What is Screen-Scraping?

Screenscraping refers to the process of automatically extracting data from web pages, and often a long list of websites that cannot be mined by hand. As the figure below illustrates, a typical screenscraping program a) loads the name of a web-page to be scraped from a list of webpages; b) downloads the website in a format such as HTML or XML; c) finds some piece of information desired by the author of the code; and d) places that information in a convenient format such as a “data frame” (which is R speak for a dataset). Screenscraping can also be used to download other types of content as well, however, such as audio-visual content. This tutorial assumes basic knowledge about R and other skills described in previous tutorials at the link above.




Reading a Web-Page into R

If you’ve identified a web page you’d like to scrape, the first step in writing a screen-scraping program is to download the source code into R. To do this we are going to install the rvest package, authored by Hadley Wickham, which provides a number of very useful functions for screen-scraping.

install.packages("rvest")
library(rvest)

We are going to begin by scraping this very simple web page from Wikipedia. I describe the page as “simple” because it does not have a lot of interactive features which require sophisticated types of web programming such as javascript, which—as we will see in a later example— can be particularly difficult to work with.
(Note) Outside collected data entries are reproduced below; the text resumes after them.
use crate::domain::{chat_store::ChatStore, errors::ChatError};

use super::contracts::{map_source_error, ChatBackend};

const DEFAULT_MESSAGES_PAGE_SIZE: usize = 50;
const MAX_MESSAGES_PAGE_SIZE: usize = 200;
const MESSAGES_LOAD_FAILED: &str = "CHAT_MESSAGES_LOAD_FAILED";

#[derive(Debug, Clone, PartialEq, Eq)]
pub struct LoadMessagesQuery {
    pub channel_id: String,
    pub limit: usize,
}

impl LoadMessagesQuery {
    pub fn new(channel_id: impl Into<String>) -> Self {
        Self {
            channel_id: channel_id.into(),
            limit: DEFAULT_MESSAGES_PAGE_SIZE,
        }
    }

    fn normalized_limit(&self) -> usize {
        match self.limit {
            0 => DEFAULT_MESSAGES_PAGE_SIZE,
            value if value > MAX_MESSAGES_PAGE_SIZE => MAX_MESSAGES_PAGE_SIZE,
            value => value,
        }
    }
}

/// Replaces the cached history of a channel with the backend's latest page.
/// Returns the number of messages now cached for the channel.
pub fn load_messages(
    store: &mut ChatStore,
    backend: &dyn ChatBackend,
    query: LoadMessagesQuery,
) -> Result<usize, ChatError> {
    let limit = query.normalized_limit();

    match backend.list_messages(&query.channel_id, limit) {
        Ok(messages) => {
            store.load_messages(&query.channel_id, messages);
            Ok(store.cache().messages(&query.channel_id).len())
        }
        Err(error) => {
            let error = map_source_error(error);
            tracing::warn!(
                code = MESSAGES_LOAD_FAILED,
                channel_id = %query.channel_id,
                error = %error,
                "message history load failed"
            );
            store.set_error(format!("Failed to load messages: {error}"));
            Err(error)
        }
    }
}

#[cfg(test)]
mod tests {
    use super::*;
    use crate::{
        domain::{channel::fixtures::group, message::fixtures::message, user::User},
        infra::stubs::StubChatBackend,
        usecases::contracts::BackendError,
    };

    fn store() -> ChatStore {
        let mut store = ChatStore::default();
        store.set_current_user(Some(User::new("alice", "Alice")));
        store.set_channels(vec![group("c1", "General", &["alice", "bob"])]);
        store
    }

    #[test]
    fn uses_default_limit_when_query_limit_is_zero() {
        let mut store = store();
        let backend = StubChatBackend::default();

        load_messages(
            &mut store,
            &backend,
            LoadMessagesQuery {
                channel_id: "c1".to_owned(),
                limit: 0,
            },
        )
        .expect("load should succeed");

        assert_eq!(backend.calls(), vec!["list_messages:c1:50"]);
    }

    #[test]
    fn caps_limit_to_maximum_boundary() {
        let mut store = store();
        let backend = StubChatBackend::default();

        load_messages(
            &mut store,
            &backend,
            LoadMessagesQuery {
                channel_id: "c1".to_owned(),
                limit: 999,
            },
        )
        .expect("load should succeed");

        assert_eq!(backend.calls(), vec!["list_messages:c1:200"]);
    }

    #[test]
    fn loaded_rows_replace_cached_history() {
        let mut store = store();
        store.load_messages("c1", vec![message("old", "c1", "bob", "stale", 0)]);
        let backend = StubChatBackend::with_rows(vec![
            message("2", "c1", "bob", "second", 2),
            message("1", "c1", "bob", "first", 1),
        ]);

        let count = load_messages(&mut store, &backend, LoadMessagesQuery::new("c1"))
            .expect("load should succeed");

        assert_eq!(count, 2);
        let ids: Vec<_> = store.cache().messages("c1").iter().map(|m| m.id.as_str()).collect();
        assert_eq!(ids, vec!["1", "2"]);
        assert_eq!(store.directory().get("c1").map(|c| c.unread_count), Some(2));
    }

    #[test]
    fn failure_sets_error_and_keeps_cache() {
        let mut store = store();
        store.load_messages("c1", vec![message("1", "c1", "bob", "kept", 0)]);
        let backend = StubChatBackend::default();
        backend.fail_reads(BackendError::Unavailable);

        let result = load_messages(&mut store, &backend, LoadMessagesQuery::new("c1"));

        assert_eq!(result, Err(ChatError::TemporarilyUnavailable));
        assert_eq!(store.cache().messages("c1").len(), 1);
        assert!(store.error().is_some());
    }
}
This is what the webpage linked above looks like to us when we visit it via a browser such as Explorer or chrome:





But this is not what the web page actually looks like to our browser. To view the “source code” of the web page, we can use Chrome’s dropdown menu called “developer” and then click “View Source.” We then see the page in its most elemental form, called an HTML file, which is a long file that contains both the text of the web page as well as a long list of instructions about how the text, images, and other components of the webpage should be rendered by the browser:





To download the source code into R, we can use the read_html function from the rvest package that we just installed above:

wikipedia_page<-read_html("https://en.wikipedia.org/wiki/World_Health_Organization_ranking_of_health_systems_in_2000")

To verify that our code worked, we can “browse” the wikipedia_page object that we just created:

wikipedia_page
## {html_document}
## <html class="client-nojs" lang="en" dir="ltr">
## [1] <head>\n<meta http-equiv="Content-Type" content="text/html; charset=UTF-8 ...
## [2] <body class="mediawiki ltr sitedir-ltr mw-hide-empty-elt ns-0 ns-subject  ...

As this output shows, we have successfully loaded the web page into our R Studio session. But this was the easy part.

Parsing HTML

Perhaps the most challenging part of screen-scraping is extracting the piece of information you want out of the html file. This is challenging because this information is almost always hidden deep within the source code, which can be very difficult to navigate. Fortunately, as the figure below shows, web page source code such as HTML or XML has a “tree like” structure that allows you to gradually hone in on the part of the web page where the information you want lives.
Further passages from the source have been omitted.